Time to go phishing.

… and I do mean “Phishing” not “Fishing”.

As technology is changing and there’s multiple ways to interact with someone held in the palm of their hand, phishing scams are becoming more and more common. They used to be a phone call on your landline stating a bill was passed due to get your payment or personal information with a hurried string of false information designed to throw you off guard and imply a fake sense of urgency. Now it’s emails stating your account is being suspended, texts pretending to be wrong numbers, phone calls asking for bail money for a grandchild, something as simple as a click through link. Ever evolving ideas to get pieces of information, bank accounts, micro transactions, access to your emails or passwords. It can be hard to keep up!

My work sends out phishing tests a few times a month, to teach us new ways to identify and report scams that come into our inboxes. If you unfortunately fall for one of them you automatically get signed up for a 30-minute training session where you have to identify obvious and sometimes not so obvious ploys to gain access to your information. And if you repeatedly fall for them you get one on one time with our IT department so they can walk you through it personally to hopefully sink the information in.

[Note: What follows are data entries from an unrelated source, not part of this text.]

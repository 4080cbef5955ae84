//! Keyboard control surface: `r` starts recording, `s` stops it,
//! `q` / `Esc` / `Ctrl-C` stop the process.
//!
//! Keys are read in raw mode on a dedicated worker thread; the terminal is
//! restored when the thread exits.

use std::time::Duration;

use crossterm::event::{self, Event, KeyCode, KeyEvent, KeyEventKind, KeyModifiers};
use crossterm::terminal;
use metaball_runtime::SharedRecordingState;
use tracing::{info, warn};

const POLL_INTERVAL: Duration = Duration::from_millis(50);

#[derive(Debug, Clone, Copy, PartialEq, Eq)]
pub enum KeyAction {
    StartRecording,
    StopRecording,
    Quit,
    Ignored,
}

/// Map a key press to its action.  Releases and repeats are ignored.
pub fn action_for(key: &KeyEvent) -> KeyAction {
    if key.kind != KeyEventKind::Press {
        return KeyAction::Ignored;
    }
    match key.code {
        KeyCode::Char('c') if key.modifiers.contains(KeyModifiers::CONTROL) => KeyAction::Quit,
        KeyCode::Char('r') | KeyCode::Char('R') => KeyAction::StartRecording,
        KeyCode::Char('s') | KeyCode::Char('S') => KeyAction::StopRecording,
        KeyCode::Char('q') | KeyCode::Char('Q') | KeyCode::Esc => KeyAction::Quit,
        _ => KeyAction::Ignored,
    }
}

/// Apply `action` to the shared flags.  Recording keys are ignored when
/// `recording_enabled` is false.
pub fn apply(state: &SharedRecordingState, action: KeyAction, recording_enabled: bool) {
    match action {
        KeyAction::StartRecording if recording_enabled => {
            if !state.set_recording(true) {
                info!("recording started");
            }
        }
        KeyAction::StopRecording if recording_enabled => {
            if state.set_recording(false) {
                info!("recording stopped");
            }
        }
        KeyAction::Quit => {
            info!("stop requested from keyboard");
            state.request_stop();
        }
        _ => {}
    }
}

/// Leaves raw mode when dropped.
struct RawModeGuard;

impl RawModeGuard {
    fn enable() -> std::io::Result<Self> {
        terminal::enable_raw_mode()?;
        Ok(Self)
    }
}

impl Drop for RawModeGuard {
    fn drop(&mut self) {
        let _ = terminal::disable_raw_mode();
    }
}

/// Read keys until `should_stop`.  Returns immediately when stdin is not a
/// terminal; Ctrl-C is then still handled by the signal handler.
pub fn run(state: SharedRecordingState, recording_enabled: bool) {
    let _raw = match RawModeGuard::enable() {
        Ok(guard) => guard,
        Err(e) => {
            warn!(error = %e, "keyboard control unavailable");
            return;
        }
    };
    while !state.should_stop() {
        match event::poll(POLL_INTERVAL) {
            Ok(true) => match event::read() {
                Ok(Event::Key(key)) => apply(&state, action_for(&key), recording_enabled),
                Ok(_) => {}
                Err(e) => {
                    warn!(error = %e, "keyboard read failed");
                    return;
                }
            },
            Ok(false) => {}
            Err(e) => {
                warn!(error = %e, "keyboard poll failed");
                return;
            }
        }
    }
}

When I used AT&T for my cell phone plan I would always receive emails about promotions, billing, monthly statements, the normal communications I would expect from a phone company. But on one rare occasion I received an “urgent” email stating my services would be discontinued immediately due to a payment I never made. There was a link to click through to reach a payment option and a phone number I could call to pay via a customer service agent. Thankfully, it wasn’t my first phishing rodeo. I checked multiple pieces of data before even entertaining this idea of a missed payment when I had my bill set to autopay on a certain day each month. The email address the message was sent from did not match AT&T’s normal email threads, the clickable link redirected to a completely random URL, and the phone number when Googled lead to countless blog posts about it being linked to fraud. All of these details made it abundantly clear that this email was designed to make me act out of fear of losing my access to my phone and internet. Making a payment on a contrasted website, or through a phone agent who would then have my credit card information and the ability to process a transaction that was unnecessary.

Most of us joke about the emails that land in our junk or spam folder claiming to be a Nigerian Prince who speaks broken English claiming he can’t gain access to his unlimited riches, we just have to commit wire fraud to help him out! But the sad truth is that those emails don’t always get filtered into a junk/spam folder and wind up in an inbox of someone not so savvy or up to date with the latest scams running rampant through the web. These people will unknowingly click the links or respond to these emails leaking their own private information or granting access to their accounts or finances thinking it is necessary or normal. And as these scams grow more bold and constant we have to constantly check all the information before clicking anything.

Common things to look for are:

• Check the email it was sent from. Does the domain match?
  • Examples: if an email claims to be from Amazon the domain should be @amazon.com but a phishing email could come from @aamazon.com @amazin.com @a.amazon.com
  • It is important to double check that the email is correct otherwise it could have nefarious purposes.
• Read the email in its entirety. Are there major spelling errors or common grammatical errors that could mean english isn’t the person’s first language.
  • An email coming from a professional and well established business will have been proofread and sent out on a large scale to a wide range of clientele meaning they would try to avoid errors as it looks unprofessional.
• Is a logo being used within the email, or any imagery?
  • If you receive emails from a business it will include their logo or standard imagery associated with the entity.
  • If the email doesn’t seem to match their usual design, it could be fake. Double check their logo, sign off, or links at the bottom.
• Links! Most emails contain clickable links that will redirect you to their website, but don’t automatically click them if you think this could be a scam email.
  • If using a computer you can hover your cursor/mouse over a clickable link to fully display the link in its entirety. If that link doesn’t direct you to that company’s website and instead to an unknown domain it is likely a phishing scam designed to deceive you in some way.
  • Often it will redirect you to a site asking you for sensitive information, payment information, or asking you to log into your account to access your password.
  • NEVER click a link if you can’t trust where it leads. Better to be safe than sorry.